O Facebook está testando um novo sistema que impede o compartilhamento por usuários de fotos nuas em um esforço para combater a chamada pornografia de vingança.
O novo sistema irá armazenar uma “impressão digital” de imagens para impedir que todas as cópias sejam compartilhadas por ex-amantes descontentes.

 



Uma pesquisa feita na Austrália, onde os estudos sugerem que uma em cada cinco mulheres entre 18 e 45 anos pode ter tido abuso baseado em imagem compartilhada por pura ato de vingança por ex-amigas, ex-namorados ou ex-amantes.
Mas um especialista diz que ainda haverá problemas fora do Facebook e sites relacionados, como o WhatsApp e o Instagram.
O Facebook disse que esperava “obter feedback e aprender” a partir da pesquisa.
O porno da vingança é um problema crescente na Austrália, de acordo com a comissária de segurança eletrônica Julie Inman Grant, que está trabalhando com o Facebook nos estudos.
“Nós vemos muitos cenários em que talvez fotos ou vídeos fossem tomados consensualmente em um ponto, mas não havia nenhum tipo de consentimento para enviar imagens ou vídeos de forma mais ampla” , disse ela à ABC News.
Ela procurou tranquilizar potenciais vítimas que poderiam estar preocupadas com o envio proativo de fotos íntimas.
“Seria como se enviar a sua imagem por e-mail, mas, obviamente, esta é uma maneira muito segura e segura de enviar a imagem sem o enviar através do éter”, disse ela.
“Eles não estão armazenando a imagem, eles estão armazenando o link e usando inteligência artificial e outras tecnologias de correspondência de fotos nua”.
Prof. Clare McGlynn, especialista da Durham Law School, descreveu-o como “um experimento inovador”.
“Saúdo o Facebook tomando medidas para abordar esta questão, já que muitas vezes foi muito lento para atuar no passado. No entanto, essa abordagem só vai funcionar para algumas pessoas e quando pensamos na grande quantidade de nudezes tirados e compartilhado todos os dias, isso claramente não é uma solução “, disse ela à BBC.
Graham Cluley, um consultor de segurança eletrônica, disse que a segurança seria a prioridade.
“O Facebook sabe que haverá muitas pessoas preocupadas com a forma como ele lida com conteúdo tão sensível, e imagino que tenham pensado muito em minimizar as chances de que tudo der certo”.

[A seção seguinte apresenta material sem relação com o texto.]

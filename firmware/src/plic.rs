//! Platform-level interrupt controller, hart 0 machine context

use counter_core::hal::{HalError, InterruptController, IrqSource};

use crate::board::{BUTTONS_IRQ, TIMER_IRQ};

const PRIORITY: usize = 0x0000_0000; // 4 bytes per source
const ENABLE: usize = 0x0000_2000; // Context 0 enable bits
const THRESHOLD: usize = 0x0020_0000; // Context 0 priority threshold
const CLAIM: usize = 0x0020_0004; // Context 0 claim/complete

/// Both sources share one priority so neither handler preempts the other
const SOURCE_PRIORITY: u32 = 1;

pub struct Plic {
    base: usize,
}

impl Plic {
    /// # Safety
    /// `base` must be the address of the PLIC.
    pub const unsafe fn new(base: usize) -> Self {
        Self { base }
    }

    fn read_reg(&self, offset: usize) -> u32 {
        unsafe { core::ptr::read_volatile((self.base + offset) as *const u32) }
    }

    fn write_reg(&mut self, offset: usize, value: u32) {
        unsafe { core::ptr::write_volatile((self.base + offset) as *mut u32, value) }
    }

    /// Claim the highest-priority pending source
    pub fn claim(&mut self) -> Option<u32> {
        match self.read_reg(CLAIM) {
            0 => None,
            id => Some(id),
        }
    }

    /// Signal completion of a claimed source
    pub fn complete(&mut self, id: u32) {
        self.write_reg(CLAIM, id);
    }

    const fn source_id(source: IrqSource) -> u32 {
        match source {
            IrqSource::Buttons => BUTTONS_IRQ,
            IrqSource::Timer => TIMER_IRQ,
        }
    }
}

impl InterruptController for Plic {
    fn enable_source(&mut self, source: IrqSource) -> Result<(), HalError> {
        let id = Self::source_id(source);
        if id >= 32 {
            return Err(HalError::InterruptError);
        }
        self.write_reg(PRIORITY + 4 * id as usize, SOURCE_PRIORITY);
        let enabled = self.read_reg(ENABLE);
        self.write_reg(ENABLE, enabled | (1 << id));
        Ok(())
    }

    fn disable_source(&mut self, source: IrqSource) -> Result<(), HalError> {
        let id = Self::source_id(source);
        let enabled = self.read_reg(ENABLE);
        self.write_reg(ENABLE, enabled & !(1 << id));
        Ok(())
    }

    /// Route external interrupts to the hart
    ///
    /// Leaves `mstatus.MIE` alone; the hart-level enable is the critical-section
    /// switch and is turned on by the application once its state is installed.
    fn global_enable(&mut self) -> Result<(), HalError> {
        self.write_reg(THRESHOLD, 0);
        unsafe { riscv::register::mie::set_mext() };
        Ok(())
    }
}
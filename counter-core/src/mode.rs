//! Mode-select polling

use crate::types::CounterConfig;

/// Actions derived from one mode-select sample
#[derive(Copy, Clone, PartialEq, Eq, Debug)]
#[cfg_attr(feature = "defmt", derive(defmt::Format))]
pub struct ModeUpdate {
    /// Raw mode-select value
    pub switches: u32,
    /// Value differs from the previous poll
    pub changed: bool,
    /// Disable switch went on -> off; re-enable the button interrupt
    pub enable_buttons: bool,
    /// Disable switch is on; mask buttons and reset state
    pub disable_and_reset: bool,
    /// New increment-button flag, `None` leaves it unchanged
    pub increment: Option<bool>,
}

impl ModeUpdate {
    /// True when applying this update can change shared state
    ///
    /// The increment flag only moves when the bus value changes, and the reset
    /// must be reapplied on every poll while the disable switch is on.
    pub const fn needs_apply(&self) -> bool {
        self.changed || self.disable_and_reset
    }
}

/// Cooperative poller for the mode-select bus
#[derive(Clone, Debug)]
pub struct ModePoller {
    last: u32,
    disable_mask: u32,
    increment_mask: u32,
}

impl ModePoller {
    /// Create a poller seeded with the value read at startup
    pub fn new(config: &CounterConfig, initial: u32) -> Self {
        Self {
            last: initial,
            disable_mask: config.disable_buttons_switch,
            increment_mask: config.enable_increment_switch,
        }
    }

    /// Value seen by the most recent poll
    pub fn last(&self) -> u32 {
        self.last
    }

    /// Process one sample of the mode-select bus
    pub fn poll(&mut self, switches: u32) -> ModeUpdate {
        let previous = self.last;
        let changed = switches != previous;
        if changed {
            self.last = switches;
            #[cfg(feature = "defmt")]
            defmt::info!("new switch value: {=u32:#x}", switches);
        }

        ModeUpdate {
            switches,
            changed,
            enable_buttons: changed && self.disable_on(previous) && !self.disable_on(switches),
            disable_and_reset: self.disable_on(switches),
            increment: self.increment_setting(switches),
        }
    }

    fn disable_on(&self, switches: u32) -> bool {
        switches & self.disable_mask == self.disable_mask
    }

    fn increment_setting(&self, switches: u32) -> Option<bool> {
        match switches & self.increment_mask {
            bits if bits == self.increment_mask => Some(true),
            0 => Some(false),
            _ => None,
        }
    }
}
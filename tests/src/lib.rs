//! Host-side integration tests for the counter controller
//!
//! Everything here runs against the simulated board in `counter_core::test_utils`
//! or against `embedded-hal-mock` pins; nothing needs the target.

mod scenario_tests;
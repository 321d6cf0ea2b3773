//! Error types for the filter expression compiler

use crate::filter::FilterOperator;
use crate::schema::ValueType;
use thiserror::Error;

/// Main error type for filter parsing and compilation
#[derive(Error, Debug)]
pub enum FilterError {
    #[error("Malformed filter clause '{segment}': expected 'property|operator[|values]'")]
    MalformedClause { segment: String },

    #[error("Unsupported filter operator '{token}' in clause '{segment}'")]
    UnknownOperator { token: String, segment: String },

    #[error("Filtering on property '{property}' is not allowed")]
    PropertyNotAllowed { property: String },

    #[error("Property '{path}' not found on {entity}")]
    PropertyNotFound { path: String, entity: &'static str },

    #[error("A value is required for operator '{operator}' on property '{property}'")]
    ValueRequired {
        property: String,
        operator: FilterOperator,
    },

    #[error("Operator '{operator}' on property '{property}' expects {expected} value(s), got {actual}")]
    InvalidArity {
        property: String,
        operator: FilterOperator,
        expected: &'static str,
        actual: usize,
    },

    #[error("Cannot convert '{literal}' to {target}: {source}")]
    InvalidValue {
        literal: String,
        target: ValueType,
        #[source]
        source: LiteralError,
    },

    #[error("Operator '{operator}' cannot be applied to property '{property}' of type {value_type}")]
    OperatorTypeMismatch {
        property: String,
        operator: FilterOperator,
        value_type: ValueType,
    },

    #[error("Filter has {count} clauses, more than the allowed {limit}")]
    TooManyClauses { count: usize, limit: usize },

    /// Defect in an entity's field registry; not caused by the filter text
    #[error(transparent)]
    Schema(#[from] SchemaError),

    #[error("Unexpected failure while processing filter '{filter}': {source}")]
    Unexpected {
        filter: String,
        #[source]
        source: SchemaError,
    },
}

impl FilterError {
    /// Whether this error belongs to the filter parsing taxonomy, i.e. it is
    /// caused by the filter text rather than by a registry defect
    pub fn is_taxonomy(&self) -> bool {
        !matches!(self, FilterError::Schema(_) | FilterError::Unexpected { .. })
    }

    /// The offending raw substring, when the error can point at one
    pub fn raw(&self) -> Option<&str> {
        match self {
            FilterError::MalformedClause { segment } => Some(segment),
            FilterError::UnknownOperator { segment, .. } => Some(segment),
            FilterError::PropertyNotAllowed { property } => Some(property),
            FilterError::PropertyNotFound { path, .. } => Some(path),
            FilterError::ValueRequired { property, .. } => Some(property),
            FilterError::InvalidArity { property, .. } => Some(property),
            FilterError::InvalidValue { literal, .. } => Some(literal),
            FilterError::OperatorTypeMismatch { property, .. } => Some(property),
            FilterError::Unexpected { filter, .. } => Some(filter),
            FilterError::TooManyClauses { .. } | FilterError::Schema(_) => None,
        }
    }

    /// Attach the whole filter string to a non-taxonomy failure.
    /// Taxonomy errors pass through untouched.
    pub(crate) fn in_filter(self, filter: &str) -> Self {
        match self {
            FilterError::Schema(source) => FilterError::Unexpected {
                filter: filter.to_string(),
                source,
            },
            other => other,
        }
    }
}

/// Why a literal could not be converted to a member's declared type
#[derive(Error, Debug)]
pub enum LiteralError {
    #[error("literal is empty")]
    Empty,

    #[error(transparent)]
    Int(#[from] std::num::ParseIntError),

    #[error(transparent)]
    Float(#[from] std::num::ParseFloatError),

    #[error("expected 'true' or 'false'")]
    Bool,

    #[error("unrecognised date/time format ({0})")]
    DateTime(#[from] chrono::ParseError),

    #[error(transparent)]
    Uuid(#[from] uuid::Error),

    #[error("no variant of {name} matches (expected one of: {})", .variants.join(", "))]
    UnknownVariant {
        name: &'static str,
        variants: &'static [&'static str],
    },

    #[error("{target} members cannot be compared with a literal")]
    UnsupportedType { target: ValueType },
}

/// Field registry defects
#[derive(Error, Debug)]
pub enum SchemaError {
    #[error("Property path '{path}' on {entity} matches more than one member")]
    AmbiguousPath { path: String, entity: &'static str },
}

/// Result type alias for the filter expression compiler
pub type Result<T> = std::result::Result<T, FilterError>;

#[cfg(test)]
mod tests {
    use super::*;

    #[test]
    fn test_schema_errors_are_wrapped_with_filter() {
        let err = FilterError::Schema(SchemaError::AmbiguousPath {
            path: "name".to_string(),
            entity: "Student",
        });
        assert!(!err.is_taxonomy());

        let wrapped = err.in_filter("Name|eq|x");
        assert!(matches!(wrapped, FilterError::Unexpected { ref filter, .. } if filter == "Name|eq|x"));
        assert_eq!(wrapped.raw(), Some("Name|eq|x"));
    }

    #[test]
    fn test_taxonomy_errors_pass_through() {
        let err = FilterError::MalformedClause {
            segment: "OnlyProperty".to_string(),
        };
        assert!(err.is_taxonomy());

        let same = err.in_filter("OnlyProperty");
        assert!(matches!(same, FilterError::MalformedClause { .. }));
        assert_eq!(same.raw(), Some("OnlyProperty"));
    }

    #[test]
    fn test_invalid_value_message_names_literal_and_type() {
        let err = FilterError::InvalidValue {
            literal: "abc".to_string(),
            target: ValueType::Bool,
            source: LiteralError::Bool,
        };
        let msg = err.to_string();
        assert!(msg.contains("'abc'"));
        assert!(msg.contains("bool"));
    }
}
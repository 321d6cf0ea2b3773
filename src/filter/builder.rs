//! Compiles a single `FilterExpression` into a predicate

use crate::error::{FilterError, Result};
use crate::filter::expression::{FilterExpression, FilterOperator};
use crate::predicate::{CompareOp, Expr, Predicate, PropertyRef, TextOp};
use crate::schema::{parse_literal, Filterable};
use std::marker::PhantomData;

/// Builds predicates over `T` from individual clauses.
///
/// Stateless; one instance can be shared freely between threads.
pub struct FilterExpressionBuilder<T> {
    _entity: PhantomData<fn() -> T>,
}

impl<T: Filterable> FilterExpressionBuilder<T> {
    pub fn new() -> Self {
        Self {
            _entity: PhantomData,
        }
    }

    /// Compile one clause
    pub fn build(&self, expression: &FilterExpression) -> Result<Predicate<T>> {
        let property = self.resolve(expression.property())?;
        let expr = build_expr(expression, property)?;
        Ok(Predicate::from_expr(expr))
    }

    /// Resolve a dotted property path against `T`'s schema
    pub fn resolve(&self, path: &str) -> Result<PropertyRef> {
        let (index, field) = T::schema().resolve(path)?;
        Ok(PropertyRef {
            path: field.path().to_string(),
            index,
            value_type: field.value_type(),
            nullable: field.nullable(),
        })
    }
}

impl<T: Filterable> Default for FilterExpressionBuilder<T> {
    fn default() -> Self {
        Self::new()
    }
}

impl<T> Clone for FilterExpressionBuilder<T> {
    fn clone(&self) -> Self {
        Self {
            _entity: PhantomData,
        }
    }
}

impl<T> std::fmt::Debug for FilterExpressionBuilder<T> {
    fn fmt(&self, f: &mut std::fmt::Formatter<'_>) -> std::fmt::Result {
        f.write_str("FilterExpressionBuilder")
    }
}
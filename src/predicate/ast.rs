//! Abstract Syntax Tree for compiled predicates

use crate::schema::{Value, ValueType};
use std::fmt;

/// AST node for a compiled predicate
#[derive(Debug, Clone, PartialEq)]
pub enum Expr {
    /// Always true; the empty filter
    True,
    /// `property <op> constant`
    Compare {
        property: PropertyRef,
        op: CompareOp,
        value: Value,
    },
    /// Case-insensitive substring test on a string member.
    /// `pattern` is stored lower-cased.
    Text {
        property: PropertyRef,
        op: TextOp,
        pattern: String,
    },
    /// `property IS NULL`, or `IS NOT NULL` when negated
    Null { property: PropertyRef, negated: bool },
    /// AND over every child; empty is true
    All(Vec<Expr>),
    /// OR over the children; empty is false
    Any(Vec<Expr>),
}

impl Expr {
    /// Conjunction of two nodes. Nested conjunctions are flattened, so
    /// folding n clauses yields one `All` of n children.
    pub fn and(left: Expr, right: Expr) -> Expr {
        let mut terms = match left {
            Expr::All(terms) => terms,
            other => vec![other],
        };
        match right {
            Expr::All(more) => terms.extend(more),
            other => terms.push(other),
        }
        Expr::All(terms)
    }

    /// Disjunction of two nodes, flattened like [`Expr::and`]
    pub fn or(left: Expr, right: Expr) -> Expr {
        let mut terms = match left {
            Expr::Any(terms) => terms,
            other => vec![other],
        };
        match right {
            Expr::Any(more) => terms.extend(more),
            other => terms.push(other),
        }
        Expr::Any(terms)
    }

    /// Disjunction of a list; a single node is returned as is
    pub fn any(mut terms: Vec<Expr>) -> Expr {
        if terms.len() == 1 {
            terms.remove(0)
        } else {
            Expr::Any(terms)
        }
    }

    /// Count of leaf nodes (comparisons, text and null tests)
    pub fn leaf_count(&self) -> usize {
        match self {
            Expr::True => 0,
            Expr::Compare { .. } | Expr::Text { .. } | Expr::Null { .. } => 1,
            Expr::All(terms) | Expr::Any(terms) => terms.iter().map(Expr::leaf_count).sum(),
        }
    }

    /// Every property referenced by the tree, in order of appearance
    pub fn properties(&self) -> Vec<&PropertyRef> {
        let mut found = Vec::new();
        self.collect_properties(&mut found);
        found
    }

    fn collect_properties<'a>(&'a self, found: &mut Vec<&'a PropertyRef>) {
        match self {
            Expr::True => {}
            Expr::Compare { property, .. }
            | Expr::Text { property, .. }
            | Expr::Null { property, .. } => found.push(property),
            Expr::All(terms) | Expr::Any(terms) => {
                for term in terms {
                    term.collect_properties(found);
                }
            }
        }
    }
}

/// Reference to a resolved member of the entity being filtered
#[derive(Debug, Clone, PartialEq)]
pub struct PropertyRef {
    /// Canonical path as registered
    pub path: String,
    /// Index into the entity schema
    pub index: usize,
    pub value_type: ValueType,
    pub nullable: bool,
}

/// Comparison operators
#[derive(Debug, Clone, Copy, PartialEq, Eq)]
pub enum CompareOp {
    /// Equal (==)
    Eq,
    /// Not equal (!=)
    Ne,
    /// Greater than (>)
    Gt,
    /// Greater than or equal (>=)
    Ge,
    /// Less than (<)
    Lt,
    /// Less than or equal (<=)
    Le,
}

impl CompareOp {
    pub fn symbol(self) -> &'static str {
        match self {
            CompareOp::Eq => "==",
            CompareOp::Ne => "!=",
            CompareOp::Gt => ">",
            CompareOp::Ge => ">=",
            CompareOp::Lt => "<",
            CompareOp::Le => "<=",
        }
    }
}

/// Substring tests
#[derive(Debug, Clone, Copy, PartialEq, Eq)]
pub enum TextOp {
    Contains,
    StartsWith,
    EndsWith,
}

impl TextOp {
    pub fn name(self) -> &'static str {
        match self {
            TextOp::Contains => "contains",
            TextOp::StartsWith => "starts_with",
            TextOp::EndsWith => "ends_with",
        }
    }
}

impl fmt::Display for Expr {
    fn fmt(&self, f: &mut fmt::Formatter<'_>) -> fmt::Result {
        match self {
            Expr::True => f.write_str("true"),
            Expr::Compare {
                property,
                op,
                value,
            } => {
                // Render enum constants by name rather than by index
                match (value, property.value_type) {
                    (Value::Enum(idx), ValueType::Enum { variants, .. }) if *idx < variants.len() => {
                        write!(f, "{} {} {}", property.path, op.symbol(), variants[*idx])
                    }
                    _ => write!(f, "{} {} {}", property.path, op.symbol(), value),
                }
            }
            Expr::Text {
                property,
                op,
                pattern,
            } => write!(f, "lower({}).{}({:?})", property.path, op.name(), pattern),
            Expr::Null { property, negated } => {
                if *negated {
                    write!(f, "{} != null", property.path)
                } else {
                    write!(f, "{} == null", property.path)
                }
            }
            Expr::All(terms) => write_joined(f, terms, " && ", "true"),
            Expr::Any(terms) => write_joined(f, terms, " || ", "false"),
        }
    }
}

fn write_joined(f: &mut fmt::Formatter<'_>, terms: &[Expr], sep: &str, empty: &str) -> fmt::Result {
    if terms.is_empty() {
        return f.write_str(empty);
    }
    f.write_str("(")?;
    for (i, term) in terms.iter().enumerate() {
        if i > 0 {
            f.write_str(sep)?;
        }
        write!(f, "{}", term)?;
    }
    f.write_str(")")
}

Em março, o Facebook estava envolvido em um escândalo quando surgiu que um grupo de membros privados de 30.000 soldados, da Marinha dos EUA, compartilhava rotineiramente imagens de mulheres nuas.
O grupo formado por fuzileiros navais dos EUA compartilhou fotografias de colegas femininas nuas e semi-nuas.
Em resposta às revelações, o Facebook introduziu uma característica que marcou imagens relatadas como pornografia de vingança usando tecnologia de correspondência de fotos. Ele usou isso para evitar que a imagem se espalhasse e fechasse a maioria das contas relatadas como hospedando tais imagens.